How you can help someone suffering domestic abuse

If you suspect something is going on, here’s what to do…

What can you do to help someone you think is suffering from domestic violence or abuse? 

A CCTV video released today shows the shocking impact of domestic violence.

Thankfully, most of us will not have to deal with the consequences of such an attack, but we are all more likely to be the neighbour, the friend or the person in the next room who overhears or sees something happening we know is wrong and want to stop.

Often, speaking up can be hard to do, so what are the steps you should take if you suspect someone in being victimised.

What is domestic violence?

The definition of domestic violence from the Government says it is ‘any incident or pattern of incidents of controlling, coercive, threatening behaviour, violence or abuse between those aged 16 or over who are, or have been, intimate partners or family members regardless of gender or sexuality.’

It can include physical or mental abuse, controlling or taking a person’s money, emotional abuse and mind games or online abuse through trolling.

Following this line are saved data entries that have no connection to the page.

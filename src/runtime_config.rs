// =============================================================================
// Runtime Configuration — signal bot settings with atomic save
// =============================================================================
//
// Every tunable parameter of the bot lives here: which market to watch, how
// far back to backfill, what an order looks like, and the indicator periods.
//
// Persistence uses an atomic tmp + rename pattern to prevent corruption on
// crash.  All fields carry `#[serde(default)]` so that adding new fields
// never breaks loading an older config file.
//
// =============================================================================

use std::path::Path;

use anyhow::{bail, Context, Result};
use serde::{Deserialize, Serialize};
use tracing::{info, warn};

use crate::indicator_engine::IndicatorParams;
use crate::types::{AccountMode, TradingMode};

// =============================================================================
// Default-value helpers (required by serde `default = "..."` attribute)
// =============================================================================

fn default_symbol() -> String {
    "EURUSDT".to_string()
}

fn default_period_seconds() -> u32 {
    60
}

fn default_lookback_days() -> u32 {
    30
}

fn default_trade_amount() -> f64 {
    50.0
}

fn default_trade_duration_secs() -> u32 {
    60
}

// =============================================================================
// RuntimeConfig
// =============================================================================

/// Top-level runtime configuration for the signal bot.
///
/// Every field has a serde default so that older JSON files missing new fields
/// will still deserialise correctly.
#[derive(Debug, Clone, Serialize, Deserialize)]
pub struct RuntimeConfig {
    // --- Operational modes ---------------------------------------------------

    /// Paused reports signals only. Live hands them to the execution engine.
    #[serde(default)]
    pub trading_mode: TradingMode,

    /// Whether running against real funds or simulated: Demo or Live.
    #[serde(default)]
    pub account_mode: AccountMode,

    // --- Market --------------------------------------------------------------

    #[serde(default = "default_symbol")]
    pub symbol: String,

    /// Candle period in seconds.
    #[serde(default = "default_period_seconds")]
    pub period_seconds: u32,

    /// How many days of history to backfill before evaluating.
    #[serde(default = "default_lookback_days")]
    pub lookback_days: u32,

    // --- Orders --------------------------------------------------------------

    /// Quote-currency amount per order.
    #[serde(default = "default_trade_amount")]
    pub trade_amount: f64,

    /// Expiry attached to each order request.
    #[serde(default = "default_trade_duration_secs")]
    pub trade_duration_secs: u32,

    /// Candles to wait after an actionable decision before the next one may
    /// fire. 0 disables the cooldown.
    #[serde(default)]
    pub cooldown_candles: u32,

    // --- Strategy parameters ------------------------------------------------

    /// Trend line and MACD periods.
    #[serde(default)]
    pub strategy_params: IndicatorParams,
}

impl Default for RuntimeConfig {
    fn default() -> Self {
        Self {
            trading_mode: TradingMode::Paused,
            account_mode: AccountMode::Demo,
            symbol: default_symbol(),
            period_seconds: default_period_seconds(),
            lookback_days: default_lookback_days(),
            trade_amount: default_trade_amount(),
            trade_duration_secs: default_trade_duration_secs(),
            cooldown_candles: 0,
            strategy_params: IndicatorParams::default(),
        }
    }
}

impl RuntimeConfig {
    /// Load configuration from a JSON file at `path`.
    ///
    /// If the file does not exist, returns an error so the caller can fall
    /// back to defaults with a warning.
    pub fn load(path: impl AsRef<Path>) -> Result<Self> {
        let path = path.as_ref();

        let content = std::fs::read_to_string(path)
            .with_context(|| format!("failed to read runtime config from {}", path.display()))?;

        let config: Self = serde_json::from_str(&content)
            .with_context(|| format!("failed to parse runtime config from {}", path.display()))?;

        info!(
            path = %path.display(),
            symbol = %config.symbol,
            trading_mode = %config.trading_mode,
            "runtime config loaded"
        );

        Ok(config)
    }

    /// Load from `path`, falling back to defaults only when the file does
    /// not exist. A file that exists but cannot be read or parsed is an
    /// error, so a typo never silently replaces the user's settings.
    pub fn load_or_default(path: impl AsRef<Path>) -> Result<Self> {
        let path = path.as_ref();
        if !path.exists() {
            warn!(path = %path.display(), "runtime config not found, using defaults");
            return Ok(Self::default());
        }
        Self::load(path)
    }

    /// Persist the current configuration to `path` using an atomic write
    /// (write to `.tmp`, then rename).
    pub fn save(&self, path: impl AsRef<Path>) -> Result<()> {
        let path = path.as_ref();

        let content = serde_json::to_string_pretty(self)
            .context("failed to serialise runtime config to JSON")?;

        let tmp_path = path.with_extension("json.tmp");

        std::fs::write(&tmp_path, &content)
            .with_context(|| format!("failed to write tmp config to {}", tmp_path.display()))?;

        std::fs::rename(&tmp_path, path)
            .with_context(|| format!("failed to rename tmp config to {}", path.display()))?;

        info!(path = %path.display(), "runtime config saved (atomic)");
        Ok(())
    }

    /// Reject settings the engine cannot run with.
    pub fn validate(&self) -> Result<()> {
        self.strategy_params
            .validate()
            .context("invalid strategy_params")?;

        if self.symbol.trim().is_empty() {
            bail!("symbol must not be empty");
        }
        if self.period_seconds == 0 {
            bail!("period_seconds must be > 0");
        }
        if self.lookback_days == 0 {
            bail!("lookback_days must be > 0");
        }
        if !(self.trade_amount.is_finite() && self.trade_amount > 0.0) {
            bail!("trade_amount must be > 0, got {}", self.trade_amount);
        }
        if self.trade_duration_secs == 0 {
            bail!("trade_duration_secs must be > 0");
        }
        Ok(())
    }

    /// Apply `BOT_SYMBOL` from the environment, if set.
    pub fn apply_env_overrides(&mut self) {
        if let Ok(symbol) = std::env::var("BOT_SYMBOL") {
            let symbol = symbol.trim().to_uppercase();
            if !symbol.is_empty() {
                info!(symbol = %symbol, "symbol overridden from BOT_SYMBOL");
                self.symbol = symbol;
            }
        }
    }

    /// Force signal-only demo operation unless the operator opted into live
    /// trading on the command line.
    pub fn enforce_startup_safety(&mut self, live_requested: bool) {
        if live_requested {
            warn!("live trading requested on the command line");
            self.trading_mode = TradingMode::Live;
            self.account_mode = AccountMode::Live;
            return;
        }
        if self.trading_mode != TradingMode::Paused || self.account_mode != AccountMode::Demo {
            warn!(
                trading_mode = %self.trading_mode,
                account_mode = %self.account_mode,
                "config asks for live operation; starting Paused + Demo (use --live)"
            );
        }
        self.trading_mode = TradingMode::Paused;
        self.account_mode = AccountMode::Demo;
    }
}

// =============================================================================
// Tests
// =============================================================================
#[cfg(test)]
mod tests {
    use super::*;

    #[test]
    fn default_config_has_expected_values() {
        let cfg = RuntimeConfig::default();
        assert_eq!(cfg.trading_mode, TradingMode::Paused);
        assert_eq!(cfg.account_mode, AccountMode::Demo);
        assert_eq!(cfg.symbol, "EURUSDT");
        assert_eq!(cfg.period_seconds, 60);
        assert_eq!(cfg.lookback_days, 30);
        assert!((cfg.trade_amount - 50.0).abs() < f64::EPSILON);
        assert_eq!(cfg.cooldown_candles, 0);
        assert_eq!(cfg.strategy_params.trend_period, 200);
        assert_eq!(cfg.strategy_params.macd_fast, 12);
        assert_eq!(cfg.strategy_params.macd_slow, 26);
        assert_eq!(cfg.strategy_params.macd_signal, 9);
        assert!(cfg.validate().is_ok());
    }

    #[test]
    fn deserialise_empty_json_uses_defaults() {
        let cfg: RuntimeConfig = serde_json::from_str("{}").unwrap();
        assert_eq!(cfg.trading_mode, TradingMode::Paused);
        assert_eq!(cfg.account_mode, AccountMode::Demo);
        assert_eq!(cfg.symbol, "EURUSDT");
        assert_eq!(cfg.strategy_params.min_candles(), 200);
    }

    #[test]
    fn deserialise_partial_json_fills_defaults() {
        let json = r#"{ "trading_mode": "Live", "symbol": "BTCUSDT", "strategy_params": { "trend_period": 50 } }"#;
        let cfg: RuntimeConfig = serde_json::from_str(json).unwrap();
        assert_eq!(cfg.trading_mode, TradingMode::Live);
        assert_eq!(cfg.symbol, "BTCUSDT");
        assert_eq!(cfg.strategy_params.trend_period, 50);
        assert_eq!(cfg.strategy_params.macd_slow, 26);
        assert_eq!(cfg.period_seconds, 60);
    }

    #[test]
    fn validate_rejects_bad_values() {
        let mut cfg = RuntimeConfig::default();
        cfg.strategy_params.macd_fast = 30;
        assert!(cfg.validate().is_err());

        let mut cfg = RuntimeConfig::default();
        cfg.trade_amount = 0.0;
        assert!(cfg.validate().is_err());

        let mut cfg = RuntimeConfig::default();
        cfg.period_seconds = 0;
        assert!(cfg.validate().is_err());

        let mut cfg = RuntimeConfig::default();
        cfg.symbol = "  ".into();
        assert!(cfg.validate().is_err());
    }

    #[test]
    fn startup_safety_forces_paused_demo() {
        let mut cfg = RuntimeConfig::default();
        cfg.trading_mode = TradingMode::Live;
        cfg.account_mode = AccountMode::Live;
        cfg.enforce_startup_safety(false);
        assert_eq!(cfg.trading_mode, TradingMode::Paused);
        assert_eq!(cfg.account_mode, AccountMode::Demo);

        cfg.enforce_startup_safety(true);
        assert_eq!(cfg.trading_mode, TradingMode::Live);
        assert_eq!(cfg.account_mode, AccountMode::Live);
    }

    #[test]
    fn save_then_load_preserves_settings() {
        let path = std::env::temp_dir().join(format!("macd-signal-bot-{}.json", uuid::Uuid::new_v4()));
        let mut cfg = RuntimeConfig::default();
        cfg.symbol = "ETHUSDT".into();
        cfg.cooldown_candles = 3;
        cfg.save(&path).unwrap();

        let loaded = RuntimeConfig::load(&path).unwrap();
        assert_eq!(loaded.symbol, "ETHUSDT");
        assert_eq!(loaded.cooldown_candles, 3);
        assert!(!path.with_extension("json.tmp").exists());
        std::fs::remove_file(&path).unwrap();
    }

    #[test]
    fn missing_file_falls_back_to_defaults() {
        let cfg = RuntimeConfig::load_or_default("/nonexistent/macd-signal-bot.json").unwrap();
        assert_eq!(cfg.symbol, "EURUSDT");
    }

    #[test]
    fn malformed_file_is_an_error_and_left_untouched() {
        let path = std::env::temp_dir().join(format!("macd-signal-bot-{}.json", uuid::Uuid::new_v4()));
        let user_config = r#"{ "symbol": "BTCUSDT", "trade_amount": 25.0, "cooldown_candles": 3, }"#;
        std::fs::write(&path, user_config).unwrap();

        assert!(RuntimeConfig::load_or_default(&path).is_err());
        assert_eq!(std::fs::read_to_string(&path).unwrap(), user_config);
        std::fs::remove_file(&path).unwrap();
    }
}
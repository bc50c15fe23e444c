// =============================================================================
// Strategy Engine — candles to SignalReport
// =============================================================================
//
// Evaluates one symbol on every completed candle.
//
// Pipeline:
//   1. Drop any trailing candle whose period has not ended yet
//   2. Compute the trend line and MACD over the remaining candles
//   3. Take the last two points as an explicit (prev, curr) pair
//   4. Classify and wrap the result in a SignalReport
//
// A candle that is still forming has a provisional close, so a crossover
// computed on it could vanish a moment later. It never reaches the engine.
// =============================================================================

use chrono::{DateTime, Utc};
use tracing::{debug, info};

use crate::error::{IndicatorError, Result};
use crate::indicator_engine::{compute_indicators, IndicatorParams};
use crate::signal_report::SignalReport;
use crate::signals::last_pair;
use crate::types::Candle;

/// The prefix of `candles` whose periods had all ended by `now`.
pub fn completed_candles(candles: &[Candle], period_seconds: u32, now: DateTime<Utc>) -> &[Candle] {
    let end = candles
        .iter()
        .rposition(|c| !c.is_forming(period_seconds, now))
        .map_or(0, |i| i + 1);
    &candles[..end]
}

pub struct StrategyEngine {
    params: IndicatorParams,
    period_seconds: u32,
}

impl StrategyEngine {
    pub fn new(params: IndicatorParams, period_seconds: u32) -> Self {
        Self { params, period_seconds }
    }

    pub fn params(&self) -> &IndicatorParams {
        &self.params
    }

    /// Evaluate `symbol` over `candles` as of `now`.
    pub fn evaluate(&self, symbol: &str, candles: &[Candle], now: DateTime<Utc>) -> Result<SignalReport> {
        let completed = completed_candles(candles, self.period_seconds, now);
        if completed.len() < candles.len() {
            debug!(
                symbol,
                dropped = candles.len() - completed.len(),
                "ignoring candle still in progress"
            );
        }

        let points = compute_indicators(completed, &self.params)?;
        let (prev, curr) = last_pair(&points).ok_or(IndicatorError::InsufficientData {
            required: 2,
            supplied: points.len(),
        })?;

        let report = SignalReport::from_pair(symbol, prev, curr);

        info!(
            symbol,
            candle = %report.timestamp.to_rfc3339(),
            close = report.close,
            decision = %report.decision,
            trend = ?report.trend,
            macd = ?curr.macd,
            signal = ?curr.signal,
            "evaluation complete"
        );

        Ok(report)
    }
}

Both men and women can be victims of domestic abuse and it happens in same-sex relationships too. It can also continue after a relationship is over.

Recognising domestic violence

In some cases it will be self evident, but in others what is happening may not be immediately apparent. Here are some of the signs to look out for.

1) The person starts to wear clothes that cover up more of their body, or has injuries that they struggle to explain.

2) The person withdraws from their circle of friends or family, cancelling plans or making excuses to stay away

3) They become quieter and more withdrawn, possibly giving up their plans they had previously discussed

4) If you see them on their own, they receive lots of texts of phone calls from the abuser, that they always answer. They can be about what they are doing, who they are with and when they will be back.

 5) They follow rules set down by the abuser about what they can do and when, and who they can see.

What you can do

Taking to step to support your friend or family member over what you think is happening can be daunting, especially if the person in the relationship does not want your help.

However you can talk to them in a way that shows your concern for the situation, and in a place that is secure and safe – for instance by mentioning you haven’t seen the person much lately or that they seem to be upset.

If a person starts to talk about the abuse, listen and be supportive and open minded. if they choose not to, let them know they can talk to you about anything and remain supportive.

For more information about how to report domestic violence or to seek specialist support call the confidential 24-hour National Domestic Violence Helpline on 0808 2000 247 .

This helpline is free and run in partnership by Refuge and Women’s Aid.

Victim Care Merseyside can also offer support at www.victimcaremerseyside.org

People can also call Merseyside Police on 101 or if they are in immediate danger call 999.